A look at the cash behind the creation of a brewery behemoth
beer graphic

With a major antitrust hurdle out of the way, the two largest beer companies in the world—Anheuser-Busch InBev and SAB Miller—are moving forward with plans to merge.

Strategic thinking, not to mention billions upon billions of dollars, is propelling the deal forward.

Rather than jump through regulatory hoops after an agreement was reached, AB InBev was proactive, requesting multiple deadline extensions for the proposal as it worked out the future of SABMiller’s share of U.S. venture MillerCoors with Molson Coors Brewing. Molson Coors has agreed to buy the 58% share of MillerCoors it doesn’t already own, giving it rights to all of MillerCoors’ current beer brands in the United States and ownership of the Miller beer brand family globally.

That leaves most of the rest of the world for “Newco,” the yet-to-be-named new company that AB InBev and SAB Miller will become.

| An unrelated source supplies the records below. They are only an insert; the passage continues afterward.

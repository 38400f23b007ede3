use sha2::{Digest, Sha256};
use std::collections::HashMap;
use std::path::{Path, PathBuf};
use std::sync::Arc;
use tokio::sync::{Mutex, Notify};

use crate::util::Error;

/// Content-addressed cache directory for resolved JAR files. Writes are
/// write-then-rename for atomicity; concurrent requests for the same cache
/// key are coalesced so at most one extraction/download happens per key.
pub struct JarCache {
    dir: PathBuf,
    inflight: Mutex<HashMap<String, Arc<Notify>>>,
}

impl JarCache {
    pub fn new(dir: impl Into<PathBuf>) -> Self {
        Self {
            dir: dir.into(),
            inflight: Mutex::new(HashMap::new()),
        }
    }

    pub fn path_for_key(&self, key: &str) -> PathBuf {
        self.dir.join(key)
    }

    /// The cache's root directory, e.g. for bind-mounting into a helper Job
    /// that needs to write directly into the cache.
    pub fn base_dir(&self) -> &Path {
        &self.dir
    }

    /// Returns the cached path for `key` if present, otherwise runs
    /// `fetch` to populate it exactly once even under concurrent callers
    /// racing on the same key.
    pub async fn get_or_fetch<F, Fut>(&self, key: &str, fetch: F) -> Result<PathBuf, Error>
    where
        F: FnOnce(PathBuf) -> Fut,
        Fut: std::future::Future<Output = Result<(), Error>>,
    {
        let dest = self.path_for_key(key);
        if tokio::fs::metadata(&dest).await.is_ok() {
            return Ok(dest);
        }

        let notify = {
            let mut inflight = self.inflight.lock().await;
            if let Some(existing) = inflight.get(key) {
                Some(existing.clone())
            } else {
                inflight.insert(key.to_string(), Arc::new(Notify::new()));
                None
            }
        };

        if let Some(notify) = notify {
            // Another caller is already populating this key; wait for it.
            notify.notified().await;
            return Ok(dest);
        }

        tokio::fs::create_dir_all(&self.dir)
            .await
            .map_err(|e| Error::Jar(format!("failed to create cache dir: {e}")))?;
        let tmp = self.dir.join(format!("{key}.tmp-{}", uuid::Uuid::new_v4()));
        let result = fetch(tmp.clone()).await;
        if result.is_ok() {
            tokio::fs::rename(&tmp, &dest)
                .await
                .map_err(|e| Error::Jar(format!("failed to finalize cache entry: {e}")))?;
        } else {
            let _ = tokio::fs::remove_file(&tmp).await;
        }

        let notify = self
            .inflight
            .lock()
            .await
            .remove(key)
            .expect("inflight entry inserted above");
        notify.notify_waiters();

        result.map(|_| dest)
    }
}

/// SHA-256 hex digest of a file's contents, used both as a cache-key
/// ingredient for container-extracted JARs and to verify an optional
/// checksum from the spec.
pub async fn sha256_file(path: &Path) -> Result<String, Error> {
    let bytes = tokio::fs::read(path)
        .await
        .map_err(|e| Error::Jar(format!("failed to read '{}': {e}", path.display())))?;
    let mut hasher = Sha256::new();
    hasher.update(&bytes);
    Ok(hex::encode(hasher.finalize()))
}

#[cfg(test)]
mod tests {
    use super::*;

    #[tokio::test]
    async fn concurrent_fetches_for_same_key_run_fetch_once() {
        let dir = tempfile::tempdir().unwrap();
        let cache = Arc::new(JarCache::new(dir.path()));
        let calls = Arc::new(std::sync::atomic::AtomicUsize::new(0));

        let mut handles = vec![];
        for _ in 0..8 {
            let cache = cache.clone();
            let calls = calls.clone();
            handles.push(tokio::spawn(async move {
                cache
                    .get_or_fetch("foo.jar", |dest| {
                        let calls = calls.clone();
                        async move {
                            calls.fetch_add(1, std::sync::atomic::Ordering::SeqCst);
                            tokio::time::sleep(std::time::Duration::from_millis(10)).await;
                            tokio::fs::write(&dest, b"jar bytes").await.unwrap();
                            Ok(())
                        }
                    })
                    .await
            }));
        }
        for h in handles {
            h.await.unwrap().unwrap();
        }
        assert_eq!(calls.load(std::sync::atomic::Ordering::SeqCst), 1);
    }
}
#[cfg(test)]
mod tests {
    use super::*;

    fn pool(name: &str, replicas: i32) -> WorkerPool {
        let mut p = WorkerPool::default();
        p.metadata = ObjectMeta {
            name: Some(name.to_string()),
            namespace: Some("default".to_string()),
            uid: Some("11111111-1111-1111-1111-111111111111".to_string()),
            ..Default::default()
        };
        p.spec.topology_name = "t1".to_string();
        p.spec.replicas = replicas;
        p.spec.image = "apache/storm:2.6.0".to_string();
        p
    }

    #[test]
    fn desired_deployment_requests_spec_replicas_and_one_port_per_slot() {
        let mut w = pool("w1", 3);
        w.spec.worker_ports = stormop_types::WorkerPortRange { start: 6700, count: 2 };
        let dep = desired_deployment(&w, "c1-conf", w.spec.replicas);
        let spec = dep.spec.unwrap();
        assert_eq!(spec.replicas, Some(3));
        let pod = spec.template.spec.unwrap();
        assert_eq!(pod.containers[0].ports.as_ref().unwrap().len(), 2);
    }

    #[test]
    fn container_override_replaces_resources_and_appends_env() {
        let mut w = pool("w1", 1);
        w.spec.pod_template.containers.push(ContainerOverride {
            name: "worker".to_string(),
            resources: Some(ResourceRequirements {
                requests: Some(BTreeMap::from([(
                    "cpu".to_string(),
                    Quantity("4".to_string()),
                )])),
                ..Default::default()
            }),
            env: vec![EnvVar {
                name: "EXTRA".to_string(),
                value: Some("1".to_string()),
                ..Default::default()
            }],
            volume_mounts: vec![],
        });
        let dep = desired_deployment(&w, "c1-conf", w.spec.replicas);
        let pod = dep.spec.unwrap().template.spec.unwrap();
        let worker = &pod.containers[0];
        let requests = worker.resources.as_ref().unwrap().requests.as_ref().unwrap();
        assert_eq!(requests.get("cpu"), Some(&Quantity("4".to_string())));
        assert!(worker.env.as_ref().unwrap().iter().any(|e| e.name == "EXTRA"));
        assert!(worker.env.as_ref().unwrap().iter().any(|e| e.name == "STORM_TOPOLOGY_NAME"));
    }

    #[test]
    fn desired_hpa_is_none_when_autoscaling_disabled() {
        let w = pool("w1", 3);
        assert!(desired_hpa(&w).is_none());
    }

    #[test]
    fn desired_hpa_targets_the_deployment_with_configured_bounds() {
        let mut w = pool("w1", 3);
        w.spec.autoscaling.enabled = true;
        w.spec.autoscaling.min_replicas = 2;
        w.spec.autoscaling.max_replicas = 10;
        w.spec.autoscaling.target_cpu_utilization_percentage = Some(70);

        let hpa = desired_hpa(&w).expect("autoscaling enabled");
        let spec = hpa.spec.unwrap();
        assert_eq!(spec.scale_target_ref.kind, "Deployment");
        assert_eq!(spec.scale_target_ref.name, "w1");
        assert_eq!(spec.min_replicas, Some(2));
        assert_eq!(spec.max_replicas, 10);
        let metrics = spec.metrics.unwrap();
        assert_eq!(metrics.len(), 1);
        assert_eq!(metrics[0].type_, "Resource");
        let target = metrics[0].resource.as_ref().unwrap().target.average_utilization;
        assert_eq!(target, Some(70));
    }

    #[test]
    fn scaling_a_ready_pool_does_not_touch_the_autoscaler() {
        // Scaling spec.replicas alone never recomputes the HPA: desired_hpa
        // only depends on pool.spec.autoscaling, which scaling leaves untouched.
        let mut before = pool("w1", 3);
        before.spec.autoscaling.enabled = true;
        let mut after = before.clone();
        after.spec.replicas = 6;
        assert_eq!(desired_hpa(&before), desired_hpa(&after));
    }
}
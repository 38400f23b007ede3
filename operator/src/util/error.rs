use thiserror::Error;

/// Error type threaded through every reconciler and supporting component:
/// a single `thiserror` enum used as the `kube::runtime::Controller`'s
/// error type.
#[derive(Error, Debug)]
pub enum Error {
    #[error("Kubernetes API error: {0}")]
    Kube(#[from] kube::Error),

    #[error("finalizer error: {0}")]
    Finalizer(#[from] Box<kube::runtime::finalizer::Error<Error>>),

    #[error("invalid user input: {0}")]
    UserInput(String),

    #[error("illegal state transition: {0}")]
    IllegalTransition(String),

    #[error("Storm control-plane error: {0}")]
    Storm(#[from] crate::storm::StormError),

    #[error("JAR acquisition failed: {0}")]
    Jar(String),

    #[error("failed to parse timestamp: {0}")]
    Chrono(#[from] chrono::ParseError),

    #[error("failed to convert duration: {0}")]
    Duration(#[from] chrono::OutOfRangeError),

    #[error("serialization error: {0}")]
    Serde(#[from] serde_json::Error),

    #[error("YAML serialization error: {0}")]
    SerdeYaml(#[from] serde_yaml::Error),
}

pub type Result<T, E = Error> = std::result::Result<T, E>;
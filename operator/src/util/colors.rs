use owo_colors::Rgb;

const FG1_COLOR: (u8, u8, u8) = (163, 83, 207);
const FG2_COLOR: (u8, u8, u8) = (90, 70, 130);

pub const FG1: Rgb = Rgb(FG1_COLOR.0, FG1_COLOR.1, FG1_COLOR.2);
pub const FG2: Rgb = Rgb(FG2_COLOR.0, FG2_COLOR.1, FG2_COLOR.2);
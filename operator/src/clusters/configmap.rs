use k8s_openapi::api::core::v1::ConfigMap;
use kube::{Client, Resource, api::ObjectMeta};
use std::collections::BTreeMap;

use super::names;
use crate::config::{self, render_logging_config, render_storm_yaml};
use crate::util::{Error, overlay_str_map};
use stormop_types::Cluster;

/// Builds the desired `ConfigMap` for a cluster following the merge
/// pipeline: operator defaults, cluster overrides, zookeeper-derived keys,
/// synthesized keys, then type-normalized rendering. Byte-identical across
/// repeated calls for an unchanged cluster (create idempotence).
pub async fn desired_configmap(
    client: Client,
    cluster: &Cluster,
    operator_namespace: &str,
) -> Result<ConfigMap, Error> {
    let namespace = cluster.meta().namespace.clone().unwrap_or_default();
    let cluster_name = cluster.meta().name.clone().unwrap_or_default();

    let mut merged = config::operator_defaults(client, operator_namespace).await;
    overlay_str_map(&mut merged, &cluster.spec.config);

    let mut zookeeper_keys = BTreeMap::new();
    zookeeper_keys.insert(
        "storm.zookeeper.servers".to_string(),
        config::encode_list(cluster.spec.zookeeper.servers.clone()),
    );
    // Mandatory per-cluster chroot: never overridable, applied last among
    // the zookeeper-derived keys.
    zookeeper_keys.insert(
        "storm.zookeeper.root".to_string(),
        format!("/storm/{cluster_name}"),
    );
    overlay_str_map(&mut merged, &zookeeper_keys);

    let mut synthesized = BTreeMap::new();
    synthesized.insert(
        "nimbus.seeds".to_string(),
        config::encode_list(names::nimbus_seeds(cluster, &namespace)),
    );
    let slots_per_supervisor = cluster.spec.slots_per_supervisor.max(0);
    synthesized.insert(
        "supervisor.slots.ports".to_string(),
        config::encode_list((0..slots_per_supervisor).map(|i| (6700 + i).to_string())),
    );
    if cluster.spec.ui.is_some() {
        synthesized
            .entry("ui.port".to_string())
            .or_insert_with(|| "8080".to_string());
    }
    overlay_str_map(&mut merged, &synthesized);

    let storm_yaml = render_storm_yaml(&merged)?;
    let logging_yaml = render_logging_config();

    Ok(ConfigMap {
        metadata: ObjectMeta {
            name: Some(names::configmap_name(cluster)),
            namespace: Some(namespace),
            owner_references: Some(vec![
                cluster
                    .controller_owner_ref(&())
                    .expect("cluster has name/uid set"),
            ]),
            ..Default::default()
        },
        data: Some(BTreeMap::from([
            ("storm.yaml".to_string(), storm_yaml),
            ("logging.yaml".to_string(), logging_yaml),
        ])),
        ..Default::default()
    })
}

#[cfg(test)]
mod tests {
    use super::*;
    use stormop_types::{ClusterSpec, ComponentSpec, ZookeeperSpec};

    fn test_cluster(name: &str) -> Cluster {
        let mut c = Cluster::new(
            name,
            ClusterSpec {
                image: "apache/storm:2.6.0".to_string(),
                nimbus: ComponentSpec { replicas: 1 },
                supervisor: ComponentSpec { replicas: 3 },
                slots_per_supervisor: 2,
                zookeeper: ZookeeperSpec {
                    servers: vec!["zk-0.zk.default.svc.cluster.local:2181".to_string()],
                },
                ..Default::default()
            },
        );
        c.meta_mut().namespace = Some("default".to_string());
        c.meta_mut().uid = Some("11111111-1111-1111-1111-111111111111".to_string());
        c
    }

    #[test]
    fn zookeeper_root_is_always_the_cluster_chroot() {
        // Exercises the merge pipeline's fixed portion without a live
        // Kubernetes client by constructing the merged map directly.
        let cluster = test_cluster("c1");
        let mut merged = BTreeMap::new();
        overlay_str_map(&mut merged, &cluster.spec.config);
        merged.insert(
            "storm.zookeeper.root".to_string(),
            format!("/storm/{}", cluster.meta().name.clone().unwrap()),
        );
        let yaml = render_storm_yaml(&merged).unwrap();
        assert!(yaml.contains("storm.zookeeper.root: /storm/c1"));
    }

    #[test]
    fn supervisor_slot_ports_are_contiguous_from_6700() {
        let cluster = test_cluster("c1");
        let ports: Vec<i32> = (0..cluster.spec.slots_per_supervisor)
            .map(|i| 6700 + i)
            .collect();
        assert_eq!(ports, vec![6700, 6701]);
    }
}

“This combination will create the world’s fi rst truly global beer company, and one of the world’s largest consumer products companies,” AB InBev CEO Carlos Brito said in a release announcing the formal bid. “This provides more opportunities for consumers globally to taste and enjoy some of the best beers in the world.”

In general terms of the deal, agreed to by the boards of both Anheuser-Busch InBev SA/NV and SABMiller plc, each SABMiller shareholder will receive £44 (about $67 U.S.) in cash per share, although “partial share alternatives” are available as well, allowing shareholders who want to be owners in the new company to retain part of their investment.